Lizzy Caplan: "Well, read the book!" when asked about "Masters of Sex", the new Showtime series starring talented actors Caplan and Michael Sheen
Here's what Lizzy Caplan had to say to WNBC in New York about her new Showtime series "Masters of Sex" based on the book of the same name.
Tell me about your TV show.
Tell me about your TV show.
It's called 'Masters of Sex'. It's on Showtime. I don't know the air date. We shot the pilot but we haven't begun shooting the series yet. It's about Masters and Johnson, the famed sex researchers in the 1950s. I play Virginia Johnson and Michael Sheen plays William Masters. It's based on this book, this biography of the two of them, and it is one of the most fascinating stories I've ever read. It is so outlandish, what these two people did, and yet it all really happened. And so I'm very excited to make a show where if anybody's like, 'No, that's unbelievable.' It's like, 'Well, read the book.' Because these people did it. And they did it in real life in Missouri in the '50s.

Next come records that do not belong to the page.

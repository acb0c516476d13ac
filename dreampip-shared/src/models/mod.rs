/// Database models for DreamPip
///
/// Each model owns its SQL. Models do not keep derived data consistent on
/// their own: a task-list write must be paired with a budget recalculation,
/// which `budget::TaskListService` does for you.
///
/// # Models
///
/// - `user`: Accounts, denormalized budget totals and settings
/// - `task_list`: Shared task lists carrying a budget percentage

pub mod task_list;
pub mod user;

How did you get your hooks into her? What helped you crack the code as to who she was?
Well, I read the book, and there were little things peppered throughout the book that were pretty strange coincidences. Just little tiny things that wouldn't be mind-blowing but that I started to feel sort of connected to her. And there was something so brave to me about this woman who was so comfortable with her sexuality at a time where women weren't. They had no ownership over their own sexuality. And she was this twice-divorced woman with two kids and a nightclub singer and she sort of hustles her way into this hospital and becomes this doctor's assistant all by virtue of her own moxie and personality.
And she becomes half of what is the most important sex researcher team that I think has ever been. Showing up on set with Michael Sheen, who's an actor who I respect so much – I refer to him as a real actor because he's like played Hamlet and is one of those trained actors. And it felt like the dynamic was already in place because I felt like this scrappy little comedy actress coming in and playing with this big gun. And that was how it was for the two of these people, so before we even started rolling it was like, 'Okay, whoever's casting this show is smart because they're setting up this like power situation like from the get-go.' And Michael and I have since become good buddies and we're gonna have a blast shooting the show. And I'm like ridiculously excited.

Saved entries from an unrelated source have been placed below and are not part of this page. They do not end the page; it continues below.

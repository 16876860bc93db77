use python_marshal::magic::PyVersion;
use python_marshal::{resolver::resolve_all_refs, Object};

use super::{foreign, Backend, BackendKind};
use crate::code::{CodeObject, Constant, Extra, Repr, StringValue, Value};
use crate::error::{DecodeError, EncodeError};
use crate::{literal, magic};

/// Marshal format version written by every Python 3 release `python_marshal` supports.
const MARSHAL_VERSION: u8 = 4;

/// Decodes any version `python_marshal` knows, chosen from the magic number.
#[derive(Debug, Clone, Copy, Default, PartialEq, Eq)]
pub struct GenericBackend;

/// Runs `$body` with `$c` bound to the version specific code object.
/// Every version stores `code`, `consts` and `name` the same way.
macro_rules! with_code_fields {
    ($code:expr, $c:ident => $body:expr) => {
        match $code {
            python_marshal::Code::V310($c) => $body,
            python_marshal::Code::V311($c) => $body,
            python_marshal::Code::V312($c) => $body,
            python_marshal::Code::V313($c) => $body,
        }
    };
}

fn py_version(magic: u16) -> Option<PyVersion> {
    let version = magic::python_version(magic)?;

    match (version.major, version.minor) {
        (3, 10) => Some((3, 10).into()),
        (3, 11) => Some((3, 11).into()),
        (3, 12) => Some((3, 12).into()),
        (3, 13) => Some((3, 13).into()),
        _ => None,
    }
}

impl Backend for GenericBackend {
    fn kind(&self) -> BackendKind {
        BackendKind::Generic
    }

    fn decode(&self, payload: &[u8], magic: u16) -> Result<CodeObject, DecodeError> {
        let version = py_version(magic).ok_or(DecodeError::UnsupportedMagic(magic))?;

        let (object, refs) = python_marshal::load_bytes(payload, version)?;
        let (object, refs) = resolve_all_refs(&object, &refs);

        if !refs.is_empty() {
            return Err(DecodeError::Marshal(
                "the payload contains references that cannot be resolved".into(),
            ));
        }

        match object {
            Object::Code(code) => code_from_marshal(code),
            _ => Err(DecodeError::RootNotCode),
        }
    }

    fn encode(&self, code: &CodeObject, magic: u16) -> Result<Vec<u8>, EncodeError> {
        let version = py_version(magic).ok_or(EncodeError::UnsupportedMagic(magic))?;

        // Decode resolved every reference, so the tree is written without any.
        let object = Object::Code(code_to_marshal(code)?);

        Ok(python_marshal::dump_bytes(
            object,
            None,
            version,
            MARSHAL_VERSION,
        )?)
    }
}

fn code_from_marshal(mut code: python_marshal::Code) -> Result<CodeObject, DecodeError> {
    let (name, bytecode, consts) = with_code_fields!(&mut code, c => {
        let name = match &*c.name {
            Object::String(name) => name.value.to_string(),
            _ => {
                return Err(DecodeError::UnexpectedObject {
                    field: "co_name",
                    expected: "a string",
                })
            }
        };
        let bytecode = match std::mem::replace(&mut *c.code, Object::None) {
            Object::Bytes(bytes) => bytes,
            _ => {
                return Err(DecodeError::UnexpectedObject {
                    field: "co_code",
                    expected: "bytes",
                })
            }
        };
        let consts = match std::mem::replace(&mut *c.consts, Object::None) {
            Object::Tuple(items) => items,
            _ => {
                return Err(DecodeError::UnexpectedObject {
                    field: "co_consts",
                    expected: "a tuple",
                })
            }
        };
        (name, bytecode, consts)
    });

    let constants = consts
        .into_iter()
        .map(constant_from_marshal)
        .collect::<Result<Vec<_>, _>>()?;

    Ok(CodeObject::new(name, bytecode, constants, Extra::Generic(code)))
}

fn constant_from_marshal(object: Object) -> Result<Constant, DecodeError> {
    Ok(match object {
        Object::Code(code) => Constant::Code(code_from_marshal(code)?),
        Object::String(string) => {
            let text = string.value.to_string();
            let literal = literal::string(&text);
            Constant::String(StringValue::new(
                text,
                Value::generic(Object::String(string), literal),
            ))
        }
        other => {
            let literal = literal_of(&other);
            Constant::Scalar(Value::generic(other, literal))
        }
    })
}

fn literal_of(object: &Object) -> String {
    let all = |items: &[Object]| items.iter().map(literal_of).collect::<Vec<_>>();

    match object {
        Object::None => "None".into(),
        Object::StopIteration => "StopIteration".into(),
        Object::Ellipsis => "Ellipsis".into(),
        Object::Bool(value) => literal::boolean(*value),
        Object::Long(value) => value.to_string(),
        Object::Float(value) => literal::float(value.0),
        Object::Complex(value) => literal::complex(value.re.0, value.im.0),
        Object::Bytes(bytes) => literal::bytes(bytes),
        Object::String(string) => literal::string(&string.value.to_string()),
        Object::Tuple(items) => literal::tuple(all(items)),
        Object::List(items) => literal::list(all(items)),
        Object::FrozenSet(items) => literal::frozenset(
            items
                .iter()
                .map(|item| literal_of(&Object::from(item.clone()))),
        ),
        Object::Code(code) => with_code_fields!(code, c => match &*c.name {
            Object::String(name) => literal::code(&name.value.to_string()),
            _ => literal::code(""),
        }),
        other => format!("{other:?}"),
    }
}

fn code_to_marshal(code: &CodeObject) -> Result<python_marshal::Code, EncodeError> {
    let Extra::Generic(template) = code.extra() else {
        return Err(foreign(BackendKind::Generic, code));
    };

    let consts = code
        .constants()
        .iter()
        .map(constant_to_marshal)
        .collect::<Result<Vec<_>, _>>()?;

    let mut marshalled = template.clone();
    with_code_fields!(&mut marshalled, c => {
        *c.code = Object::Bytes(code.bytecode().to_vec());
        *c.consts = Object::Tuple(consts);
    });

    Ok(marshalled)
}

fn constant_to_marshal(constant: &Constant) -> Result<Object, EncodeError> {
    let value = match constant {
        Constant::Code(code) => return Ok(Object::Code(code_to_marshal(code)?)),
        Constant::Scalar(value) => value,
        Constant::String(string) => &string.raw,
    };

    match &value.repr {
        Repr::Generic(object) => Ok(object.clone()),
        Repr::Native(_) => Err(EncodeError::ForeignNode {
            expected: BackendKind::Generic.name(),
            found: BackendKind::Native.name(),
        }),
    }
}

#[cfg(test)]
mod tests {
    use super::*;
    use crate::backend::NativeBackend;
    use crate::marshal::{self, fixtures};
    use pretty_assertions::assert_eq;

    #[test]
    fn test_py_version_from_magic() {
        assert!(py_version(3439).is_some());
        assert!(py_version(3500).is_some());
        assert!(py_version(3571).is_some());
        assert!(py_version(3394).is_none());
        assert!(py_version(62211).is_none());
    }

    #[test]
    fn test_unsupported_magic() {
        let payload = fixtures::to_bytes(&fixtures::code("top", &[1, 2], vec![]));

        assert!(matches!(
            GenericBackend.decode(&payload, 3394),
            Err(DecodeError::UnsupportedMagic(3394))
        ));
    }

    #[test]
    fn test_decode_matches_native() {
        let payload = fixtures::to_bytes(
            &fixtures::code(
                "top",
                &[1, 2],
                vec![
                    marshal::Object::None,
                    fixtures::code("inner", &[0; 4], vec![]),
                ],
            )
            .flagged_if(true),
        );

        let generic = GenericBackend.decode(&payload, 3531).unwrap();
        let native = NativeBackend::new().decode(&payload, 3531).unwrap();

        assert_eq!(generic.name(), native.name());
        assert_eq!(generic.bytecode(), native.bytecode());
        assert_eq!(generic.constants().len(), native.constants().len());
        assert_eq!(generic.backend(), BackendKind::Generic);

        let Constant::Code(inner) = &generic.constants()[1] else {
            panic!("expected a nested code object");
        };
        assert_eq!(inner.name(), "inner");
        assert_eq!(inner.bytecode(), &[0; 4]);
    }

    /// `<module>` holding `f` and `g`, where `g` shares `f`'s constants tuple and
    /// the module refers back to an interned string, as CPython writes them.
    fn shared_payload() -> Vec<u8> {
        let with_consts = |name: &str, consts: marshal::Object| {
            let mut code = fixtures::code(name, &[0x97, 0x00, 0x79, 0x00], vec![]);
            if let marshal::Object::Code(raw) = &mut code {
                *raw.object_mut("consts").unwrap() = consts;
            }
            code
        };
        let none_tuple = marshal::Object::Tuple {
            items: vec![marshal::Object::None],
            small: true,
        };

        // Reference 0 is the module, 1 the tuple, 2 the string.
        let root = fixtures::code(
            "<module>",
            &[0x97, 0x00, 0x64, 0x00],
            vec![
                with_consts("f", none_tuple.flagged_if(true)),
                with_consts("g", marshal::Object::Ref(1)),
                fixtures::short_ascii("f").flagged_if(true),
                marshal::Object::Ref(2),
                marshal::Object::Int(7),
            ],
        )
        .flagged_if(true);
        fixtures::to_bytes(&root)
    }

    /// Decodes with the crate's own reader, independent of `python_marshal`.
    fn summary(payload: &[u8]) -> Vec<(String, Vec<u8>, Vec<String>)> {
        let tree = NativeBackend::new().decode(payload, 3531).unwrap();
        crate::flatten::flatten(&tree)
            .iter()
            .map(|node| {
                (
                    node.name().to_string(),
                    node.bytecode().to_vec(),
                    node.constants().iter().map(ToString::to_string).collect(),
                )
            })
            .collect()
    }

    #[test]
    fn test_reencode_is_readable() {
        let payload = shared_payload();

        let decoded = GenericBackend.decode(&payload, 3531).unwrap();
        let encoded = GenericBackend.encode(&decoded, 3531).unwrap();

        assert_eq!(summary(&encoded), summary(&payload));
        assert_eq!(
            summary(&payload)[0].2,
            vec!["<code object f>", "<code object g>", "'f'", "'f'", "7"]
        );
    }

    #[test]
    fn test_patched_reencode_is_local() {
        let payload = shared_payload();
        let decoded = GenericBackend.decode(&payload, 3531).unwrap();

        let patched = crate::patch::apply(&decoded, 2, vec![0x09, 0x00]).unwrap();
        let encoded = GenericBackend.encode(&patched, 3531).unwrap();

        let mut expected = summary(&payload);
        expected[2].1 = vec![0x09, 0x00];
        assert_eq!(summary(&encoded), expected);
        assert_eq!(expected[1].2, vec!["None"]);
        assert_eq!(expected[2].2, vec!["None"]);
    }

    #[test]
    fn test_refuses_native_tree() {
        let payload = fixtures::to_bytes(&fixtures::code("top", &[1, 2], vec![]));
        let native = NativeBackend::new().decode(&payload, 3531).unwrap();

        assert!(matches!(
            GenericBackend.encode(&native, 3531),
            Err(EncodeError::ForeignNode {
                expected: "generic",
                found: "native"
            })
        ));
    }
}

Crazy sex fact that you learned as a part of that gig?
The craziest sex fact that I learned as a part of that gig was that before Masters and Johnson kind of blew the lid off this, everybody considered the male orgasm to be the only important orgasm, the only one that mattered. And it's all Freudian s***, like the virginal orgasm was the only one that counted and a clitoral orgasm was bullshit. And like people really lived their lives like that. That's crazy. I'm gonna have to say the word 'clitoral' so many times in the next year.